CHROOT y Seguridad - Seguridad (o inseguridad, según se mire)

En principio, un entorno CHROOT es bastante seguro, al menos siempre y cuando:

1. Se tenga un sistema operativo reciente y que se suponga sin bugs conocidos.
2. Se eviten los comandos SUID como la peste. Ello evita su explotación y el posterior uso de los comandos MKNOD, MOUNT, UADMIN, acceso directo a la memoria del kernel, etc. En general, habría que modificar el kernel para no permitir el uso de las llamadas "chroot", "mknod", "chmod" y "mkdir" (para no crear entradas "/dev" falsas, por ejemplo), así como el acceso a dispositivos vía "/dev" o "/device".
3. Sea imposible hacerse superusuario una vez dentro de un CHROOT. Si eres "root", el CHROOT se puede saltar de forma trivial.
4. No se importen ficheros abiertos desde fuera del CHROOT.
5. El directorio actual del proceso esté dentro del CHROOT.
6. No se replique nada innecesario, especialmente directorios como "/dev", "/proc", etc. "/proc", por ejemplo, permite acceder al directorio raíz de cada proceso que corre en el sistema (bajo Linux). De hecho, bajo linux, "/proc" es toda una interfaz al kernel. Hay que evitarla a toda costa. Lo mismo para "/procfs" y "/kernfs" sobre NetBSD/FreeBSD.
7. Los servicios accesibles no sean "explotables": léase SYSLOG flood y similares. Ojo con dejar el AT, CRON y CRONTAB accesibles.
8. Que no se permitan cargar módulos en el Kernel.
9. Si es posible montar particiones, hacerlas "sólo lectura". En las que se pueda escribir, usar el modo "NOSUID".
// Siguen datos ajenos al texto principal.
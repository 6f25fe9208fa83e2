//! Platform mapping document model.
//!
//! These types mirror the JSON document a platform ships with: `ports`,
//! `chips`, `portConfigOverrides` and `platformSupportedProfiles`. They are
//! plain serde records with string chip names; [`crate::MappingSnapshot`]
//! interns and validates them.

use std::collections::{BTreeMap, BTreeSet};
use std::fs::File;
use std::io::{BufReader, Read};
use std::path::Path;

use pmap_types::{
    ChipKind, FecMode, InterfaceMode, InterfaceType, Medium, Modulation, PinId, PortId,
    PortScope, PortSpeed, PortType, ProfileId, TxSettings,
};
use serde::{Deserialize, Serialize};
use tracing::debug;

use crate::error::{MappingError, Result};

/// Chip name that targets every chip in an override pin entry.
pub const ALL_CHIPS: &str = "ALL";

/// The complete platform mapping document.
#[derive(Debug, Clone, PartialEq, Default, Serialize, Deserialize)]
#[serde(rename_all = "camelCase")]
pub struct RawPlatformMapping {
    pub ports: BTreeMap<PortId, RawPortEntry>,
    #[serde(default)]
    pub chips: Vec<RawChip>,
    #[serde(default, skip_serializing_if = "Vec::is_empty")]
    pub port_config_overrides: Vec<RawPortConfigOverride>,
    #[serde(default)]
    pub platform_supported_profiles: Vec<RawProfileEntry>,
}

#[derive(Debug, Clone, PartialEq, Eq, Serialize, Deserialize)]
pub struct RawChip {
    pub name: String,
    #[serde(rename = "type")]
    pub kind: ChipKind,
    #[serde(rename = "physicalID")]
    pub physical_id: u32,
}

#[derive(Debug, Clone, PartialEq, Serialize, Deserialize)]
#[serde(rename_all = "camelCase")]
pub struct RawPortEntry {
    pub mapping: RawPortMapping,
    #[serde(default)]
    pub supported_profiles: BTreeMap<ProfileId, RawPortProfileConfig>,
}

#[derive(Debug, Clone, PartialEq, Serialize, Deserialize)]
#[serde(rename_all = "camelCase")]
pub struct RawPortMapping {
    pub id: PortId,
    pub name: String,
    pub controlling_port: PortId,
    pub pins: Vec<RawPinConnection>,
    #[serde(default)]
    pub port_type: PortType,
    #[serde(default)]
    pub scope: PortScope,
    #[serde(default, skip_serializing_if = "Option::is_none")]
    pub attached_core_id: Option<i32>,
    #[serde(default, skip_serializing_if = "Option::is_none")]
    pub attached_core_port_index: Option<i32>,
    #[serde(default, skip_serializing_if = "Option::is_none")]
    pub virtual_device_id: Option<i32>,
}
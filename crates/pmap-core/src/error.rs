//! Error types for platform mapping operations.
//!
//! One error type covers both halves of the engine: problems with the
//! static mapping data (detected at load time wherever possible) and bad
//! runtime requests (unknown port, unsupported profile). Callers decide the
//! recovery policy; nothing in this crate retries.

use std::fmt;
use std::io;
use std::path::PathBuf;

use pmap_types::{PortId, ProfileId};
use thiserror::Error;

/// Result type alias for platform mapping operations.
pub type Result<T> = std::result::Result<T, MappingError>;

/// A single problem found while validating mapping data.
#[derive(Debug, Clone, PartialEq, Eq)]
pub struct ConfigIssue {
    /// Port the issue is scoped to, if any.
    pub port: Option<PortId>,
    /// Profile the issue is scoped to, if any.
    pub profile: Option<ProfileId>,
    /// Human readable description.
    pub message: String,
}

impl ConfigIssue {
    /// Creates an issue that is not scoped to any port.
    pub fn global(message: impl Into<String>) -> Self {
        Self {
            port: None,
            profile: None,
            message: message.into(),
        }
    }

    /// Creates an issue scoped to a port.
    pub fn port(port: PortId, message: impl Into<String>) -> Self {
        Self {
            port: Some(port),
            profile: None,
            message: message.into(),
        }
    }

    /// Creates an issue scoped to one (port, profile) entry.
    pub fn entry(port: PortId, profile: ProfileId, message: impl Into<String>) -> Self {
        Self {
            port: Some(port),
            profile: Some(profile),
            message: message.into(),
        }
    }

    /// Returns the (port, profile) entry this issue poisons, if it is
    /// narrow enough to quarantine.
    pub fn entry_key(&self) -> Option<(PortId, ProfileId)> {
        match (self.port, self.profile) {
            (Some(port), Some(profile)) => Some((port, profile)),
            _ => None,
        }
    }
}

impl fmt::Display for ConfigIssue {
    fn fmt(&self, f: &mut fmt::Formatter<'_>) -> fmt::Result {
        match (self.port, self.profile) {
            (Some(port), Some(profile)) => {
                write!(f, "port {} profile {}: {}", port, profile, self.message)
            }
            (Some(port), None) => write!(f, "port {}: {}", port, self.message),
            _ => write!(f, "{}", self.message),
        }
    }
}

/// Errors that can occur while loading or resolving a platform mapping.
#[derive(Debug, Error)]
pub enum MappingError {
    /// A chip name is not in the chip registry.
    #[error("Unknown chip '{name}'")]
    UnknownChip { name: String },

    /// A port id is not in the mapping.
    #[error("Unknown port {port}")]
    UnknownPort { port: PortId },

    /// A port name is not in the mapping.
    #[error("Unknown port name '{name}'")]
    UnknownPortName { name: String },

    /// A profile id is not in the profile catalog.
    #[error("Unknown profile {profile}")]
    UnknownProfile { profile: ProfileId },

    /// The port's wiring does not support the requested profile.
    #[error("Profile {profile} is not supported on port {port}")]
    UnsupportedProfileForPort { port: PortId, profile: ProfileId },

    /// The mapping data for one entry is internally inconsistent.
    #[error("Inconsistent mapping for port {port} profile {profile}: {message}")]
    ConfigInconsistency {
        port: PortId,
        profile: ProfileId,
        message: String,
    },

    /// Load-time validation rejected the mapping.
    #[error("Invalid platform mapping ({} issue(s)){}", .issues.len(), first_issue(.issues))]
    InvalidMapping { issues: Vec<ConfigIssue> },

    /// Two mapping fragments cannot be merged.
    #[error("Cannot merge profile {profile}: {message}")]
    MergeConflict { profile: ProfileId, message: String },

    /// Failed to read a file.
    #[error("Failed to read {path}: {source}")]
    Io {
        path: PathBuf,
        #[source]
        source: io::Error,
    },

    /// Malformed mapping document.
    #[error("Failed to parse platform mapping: {0}")]
    Parse(#[from] serde_json::Error),

    /// Invalid loader configuration.
    #[error("Invalid loader configuration: {message}")]
    Config { message: String },
}

fn first_issue(issues: &[ConfigIssue]) -> String {
    match issues.first() {
        Some(issue) => format!(": {}", issue),
        None => String::new(),
    }
}

impl MappingError {
    /// Creates a config inconsistency error.
    pub fn inconsistency(port: PortId, profile: ProfileId, message: impl Into<String>) -> Self {
        Self::ConfigInconsistency {
            port,
            profile,
            message: message.into(),
        }
    }

    /// Creates a loader configuration error.
    pub fn config(message: impl Into<String>) -> Self {
        Self::Config {
            message: message.into(),
        }
    }

    /// Returns true if this error indicates bad static mapping data rather
    /// than a bad request.
    pub fn is_config_error(&self) -> bool {
        matches!(
            self,
            MappingError::ConfigInconsistency { .. }
                | MappingError::InvalidMapping { .. }
                | MappingError::MergeConflict { .. }
                | MappingError::Parse(_)
                | MappingError::UnknownChip { .. }
        )
    }

    /// Returns the validation issues carried by this error.
    pub fn issues(&self) -> &[ConfigIssue] {
        match self {
            MappingError::InvalidMapping { issues } => issues,
            _ => &[],
        }
    }
}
En todo caso un entorno CHROOT debe considerarse sólo una barrera más, de cara a la seguridad, no una forma de crear máquinas virtuales. Y, por supuesto, no debe ser el único obstáculo contra intrusiones.

Una interesante forma de salir de un chroot:

mkdir("foo",S_IRUSR|S_IXUSR);
chroot("foo");
chdir("..");


Esto explica, entre otras cosas, por qué:

• No debe ser posible hacerse superusuario.
• Hay que tener cuidado y hacer que el directorio actual del proceso esté dentro del CHROOT.